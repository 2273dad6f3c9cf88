use std::cmp;
use std::io::{self, Read};
use std::os::unix::io::{AsRawFd, RawFd};

use libc::{EPOLLERR, EPOLLET, EPOLLHUP, EPOLLIN, EPOLLOUT, EPOLLPRI, EPOLLRDHUP};

use crate::ready::Ready;
use crate::sys::fd::FileDesc;
use crate::token::Token;

/// epoll-backed Selector. Timer and Wakeup are real registrable
/// descriptors (`timerfd`, `eventfd`), lifted from
/// `queen_io::sys::timerfd`/`queen_io::sys::eventfd`.
pub struct Selector {
    epfd: RawFd,
    timer: FileDesc,
    wake: FileDesc,
}

fn ioevent_to_epoll(interest: Ready) -> u32 {
    let mut kind = 0;

    if interest.is_readable() {
        kind |= EPOLLIN;
    }

    if interest.is_writable() {
        kind |= EPOLLOUT;
    }

    (kind | EPOLLET) as u32
}

fn epoll_to_ready(events: u32) -> Ready {
    let events = events as i32;
    let mut ready = Ready::empty();

    if events & EPOLLIN != 0 || events & EPOLLPRI != 0 {
        ready.insert(Ready::readable());
    }

    if events & EPOLLOUT != 0 {
        ready.insert(Ready::writable());
    }

    if events & EPOLLERR != 0 {
        ready.insert(Ready::error());
    }

    if events & EPOLLRDHUP != 0 || events & EPOLLHUP != 0 {
        ready.insert(Ready::hup());
    }

    ready
}

impl Selector {
    pub fn new() -> io::Result<Selector> {
        let epfd = syscall!(epoll_create1(libc::EPOLL_CLOEXEC))?;

        let timerfd = syscall!(timerfd_create(
            libc::CLOCK_MONOTONIC,
            libc::TFD_CLOEXEC | libc::TFD_NONBLOCK
        ))?;
        let timer = unsafe { FileDesc::new(timerfd) };

        let wakefd = syscall!(eventfd(0, libc::EFD_CLOEXEC | libc::EFD_NONBLOCK))?;
        let wake = unsafe { FileDesc::new(wakefd) };

        let selector = Selector { epfd, timer, wake };

        selector.add(selector.timer.as_raw_fd(), TIMER_TOKEN, Ready::readable())?;
        selector.add(selector.wake.as_raw_fd(), WAKE_TOKEN, Ready::readable())?;

        Ok(selector)
    }

    pub fn add(&self, fd: RawFd, token: Token, interest: Ready) -> io::Result<()> {
        let mut info = libc::epoll_event {
            events: ioevent_to_epoll(interest),
            u64: token.0 as u64,
        };

        syscall!(epoll_ctl(self.epfd, libc::EPOLL_CTL_ADD, fd, &mut info))?;
        Ok(())
    }

    pub fn modify(&self, fd: RawFd, token: Token, interest: Ready) -> io::Result<()> {
        let mut info = libc::epoll_event {
            events: ioevent_to_epoll(interest),
            u64: token.0 as u64,
        };

        syscall!(epoll_ctl(self.epfd, libc::EPOLL_CTL_MOD, fd, &mut info))?;
        Ok(())
    }

    pub fn remove(&self, fd: RawFd) -> io::Result<()> {
        let mut info = libc::epoll_event { events: 0, u64: 0 };

        match syscall!(epoll_ctl(self.epfd, libc::EPOLL_CTL_DEL, fd, &mut info)) {
            Ok(_) => Ok(()),
            // idempotent: removing an fd that isn't registered is not an error
            Err(e) if e.raw_os_error() == Some(libc::ENOENT) => Ok(()),
            Err(e) => Err(e),
        }
    }

    pub fn wait(&self, out: &mut [libc::epoll_event], timeout_ms: i32) -> io::Result<usize> {
        let cnt = loop {
            match syscall!(epoll_wait(
                self.epfd,
                out.as_mut_ptr(),
                cmp::min(out.len(), i32::MAX as usize) as i32,
                timeout_ms
            )) {
                Ok(n) => break n,
                Err(e) if e.kind() == io::ErrorKind::Interrupted => continue,
                Err(e) => return Err(e),
            }
        };

        Ok(cnt as usize)
    }

    /// Arm (`ms >= 0`) or disarm (`ms < 0`) the monotonic timer. Zero is
    /// rounded up to one nanosecond so that arming with zero still fires,
    /// per the Timer contract in §4.2.
    pub fn arm_timer(&self, ms: i64) -> io::Result<()> {
        let value = if ms < 0 {
            libc::timespec {
                tv_sec: 0,
                tv_nsec: 0,
            }
        } else {
            let ms = cmp::max(ms, 1) as u64;
            libc::timespec {
                tv_sec: (ms / 1000) as i64,
                tv_nsec: ((ms % 1000) * 1_000_000) as i64,
            }
        };

        let new_value = libc::itimerspec {
            it_interval: libc::timespec {
                tv_sec: 0,
                tv_nsec: 0,
            },
            it_value: value,
        };
        let mut old_value: libc::itimerspec = unsafe { std::mem::zeroed() };

        syscall!(timerfd_settime(
            self.timer.as_raw_fd(),
            0,
            &new_value,
            &mut old_value
        ))?;
        Ok(())
    }

    /// Increment the wakeup counter; guaranteed to surface a readable
    /// event at least once before the next drain.
    pub fn poke_wakeup(&self) -> io::Result<()> {
        use std::io::Write;

        let buf: [u8; 8] = 1u64.to_ne_bytes();
        match (&self.wake).write_all(&buf) {
            Ok(()) => Ok(()),
            Err(e) if e.kind() == io::ErrorKind::WouldBlock => Ok(()),
            Err(e) => Err(e),
        }
    }

    pub fn drain_timer(&self) -> io::Result<()> {
        drain_u64(&self.timer)
    }

    pub fn drain_wakeup(&self) -> io::Result<()> {
        drain_u64(&self.wake)
    }

    pub fn timer_token() -> Token {
        TIMER_TOKEN
    }

    pub fn wake_token() -> Token {
        WAKE_TOKEN
    }

    pub fn event_token(event: &libc::epoll_event) -> Token {
        Token(event.u64 as usize)
    }

    pub fn event_readiness(event: &libc::epoll_event) -> Ready {
        epoll_to_ready(event.events)
    }

    pub fn events_buffer(capacity: usize) -> Vec<libc::epoll_event> {
        vec![libc::epoll_event { events: 0, u64: 0 }; capacity]
    }
}

const TIMER_TOKEN: Token = Token(usize::MAX);
const WAKE_TOKEN: Token = Token(usize::MAX - 1);

fn drain_u64(fd: &FileDesc) -> io::Result<()> {
    let mut buf = [0u8; 8];
    let mut reader = fd;
    match reader.read(&mut buf) {
        Ok(_) => Ok(()),
        Err(e) if e.kind() == io::ErrorKind::WouldBlock => Ok(()),
        Err(e) => Err(e),
    }
}

impl Drop for Selector {
    fn drop(&mut self) {
        unsafe {
            let _ = libc::close(self.epfd);
        }
    }
}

# # # #

Every entry should be printed again exactly as written.

repository 2273dad6f3c9cf88
use std::cmp;
use std::io::{self, Read};
use std::os::unix::io::{AsRawFd, RawFd};

use libc::{EPOLLERR, EPOLLET, EPOLLHUP, EPOLLIN, EPOLLOUT, EPOLLPRI, EPOLLRDHUP};

use crate::ready::Ready;
use crate::sys::fd::FileDesc;
use crate::token::Token;

/// epoll-backed Selector. Timer and Wakeup are real registrable
/// descriptors (`timerfd`, `eventfd`), lifted from
/// `queen_io::sys::timerfd`/`queen_io::sys::eventfd`.
pub struct Selector {
    epfd: RawFd,
    timer: FileDesc,
    wake: FileDesc,
}

fn ioevent_to_epoll(interest: Ready) -> u32 {
    let mut kind = 0;

    if interest.is_readable() {
        kind |= EPOLLIN;
    }

    if interest.is_writable() {
        kind |= EPOLLOUT;
    }

    (kind | EPOLLET) as u32
}

fn epoll_to_ready(events: u32) -> Ready {
    let events = events as i32;
    let mut ready = Ready::empty();

    if events & EPOLLIN != 0 || events & EPOLLPRI != 0 {
        ready.insert(Ready::readable());
    }

    if events & EPOLLOUT != 0 {
        ready.insert(Ready::writable());
    }

    if events & EPOLLERR != 0 {
        ready.insert(Ready::error());
    }

    if events & EPOLLRDHUP != 0 || events & EPOLLHUP != 0 {
        ready.insert(Ready::hup());
    }

    ready
}

impl Selector {
    pub fn new() -> io::Result<Selector> {
        let epfd = syscall!(epoll_create1(libc::EPOLL_CLOEXEC))?;

        let timerfd = syscall!(timerfd_create(
            libc::CLOCK_MONOTONIC,
            libc::TFD_CLOEXEC | libc::TFD_NONBLOCK
        ))?;
        let timer = unsafe { FileDesc::new(timerfd) };

        let wakefd = syscall!(eventfd(0, libc::EFD_CLOEXEC | libc::EFD_NONBLOCK))?;
        let wake = unsafe { FileDesc::new(wakefd) };

        let selector = Selector { epfd, timer, wake };

        selector.add(selector.timer.as_raw_fd(), TIMER_TOKEN, Ready::readable())?;
        selector.add(selector.wake.as_raw_fd(), WAKE_TOKEN, Ready::readable())?;

        Ok(selector)
    }

    pub fn add(&self, fd: RawFd, token: Token, interest: Ready) -> io::Result<()> {
        let mut info = libc::epoll_event {
            events: ioevent_to_epoll(interest),
            u64: token.0 as u64,
        };

        syscall!(epoll_ctl(self.epfd, libc::EPOLL_CTL_ADD, fd, &mut info))?;
        Ok(())
    }

    pub fn modify(&self, fd: RawFd, token: Token, interest: Ready) -> io::Result<()> {
        let mut info = libc::epoll_event {
            events: ioevent_to_epoll(interest),
            u64: token.0 as u64,
        };

        syscall!(epoll_ctl(self.epfd, libc::EPOLL_CTL_MOD, fd, &mut info))?;
        Ok(())
    }

    pub fn remove(&self, fd: RawFd) -> io::Result<()> {
        let mut info = libc::epoll_event { events: 0, u64: 0 };

        match syscall!(epoll_ctl(self.epfd, libc::EPOLL_CTL_DEL, fd, &mut info)) {
            Ok(_) => Ok(()),
            // idempotent: removing an fd that isn't registered is not an error
            Err(e) if e.raw_os_error() == Some(libc::ENOENT) => Ok(()),
            Err(e) => Err(e),
        }
    }

    pub fn wait(&self, out: &mut [libc::epoll_event], timeout_ms: i32) -> io::Result<usize> {
        let cnt = loop {
            match syscall!(epoll_wait(
                self.epfd,
                out.as_mut_ptr(),
                cmp::min(out.len(), i32::MAX as usize) as i32,
                timeout_ms
            )) {
                Ok(n) => break n,
                Err(e) if e.kind() == io::ErrorKind::Interrupted => continue,
                Err(e) => return Err(e),
            }
        };

        Ok(cnt as usize)
    }

    /// Arm (`ms >= 0`) or disarm (`ms < 0`) the monotonic timer. Zero is
    /// rounded up to one nanosecond so that arming with zero still fires,
    /// per the Timer contract in §4.2.
    pub fn arm_timer(&self, ms: i64) -> io::Result<()> {
        let value = if ms < 0 {
            libc::timespec {
                tv_sec: 0,
                tv_nsec: 0,
            }
        } else {
            let ms = cmp::max(ms, 1) as u64;
            libc::timespec {
                tv_sec: (ms / 1000) as i64,
                tv_nsec: ((ms % 1000) * 1_000_000) as i64,
            }
        };

        let new_value = libc::itimerspec {
            it_interval: libc::timespec {
                tv_sec: 0,
                tv_nsec: 0,
            },
            it_value: value,
        };
        let mut old_value: libc::itimerspec = unsafe { std::mem::zeroed() };

        syscall!(timerfd_settime(
            self.timer.as_raw_fd(),
            0,
            &new_value,
            &mut old_value
        ))?;
        Ok(())
    }

    /// Increment the wakeup counter; guaranteed to surface a readable
    /// event at least once before the next drain.
    pub fn poke_wakeup(&self) -> io::Result<()> {
        use std::io::Write;

        let buf: [u8; 8] = 1u64.to_ne_bytes();
        match (&self.wake).write_all(&buf) {
            Ok(()) => Ok(()),
            Err(e) if e.kind() == io::ErrorKind::WouldBlock => Ok(()),
            Err(e) => Err(e),
        }
    }

    pub fn drain_timer(&self) -> io::Result<()> {
        drain_u64(&self.timer)
    }

    pub fn drain_wakeup(&self) -> io::Result<()> {
        drain_u64(&self.wake)
    }

    pub fn timer_token() -> Token {
        TIMER_TOKEN
    }

    pub fn wake_token() -> Token {
        WAKE_TOKEN
    }

    pub fn event_token(event: &libc::epoll_event) -> Token {
        Token(event.u64 as usize)
    }

    pub fn event_readiness(event: &libc::epoll_event) -> Ready {
        epoll_to_ready(event.events)
    }

    pub fn events_buffer(capacity: usize) -> Vec<libc::epoll_event> {
        vec![libc::epoll_event { events: 0, u64: 0 }; capacity]
    }
}

const TIMER_TOKEN: Token = Token(usize::MAX);
const WAKE_TOKEN: Token = Token(usize::MAX - 1);

fn drain_u64(fd: &FileDesc) -> io::Result<()> {
    let mut buf = [0u8; 8];
    let mut reader = fd;
    match reader.read(&mut buf) {
        Ok(_) => Ok(()),
        Err(e) if e.kind() == io::ErrorKind::WouldBlock => Ok(()),
        Err(e) => Err(e),
    }
}

impl Drop for Selector {
    fn drop(&mut self) {
        unsafe {
            let _ = libc::close(self.epfd);
        }
    }
}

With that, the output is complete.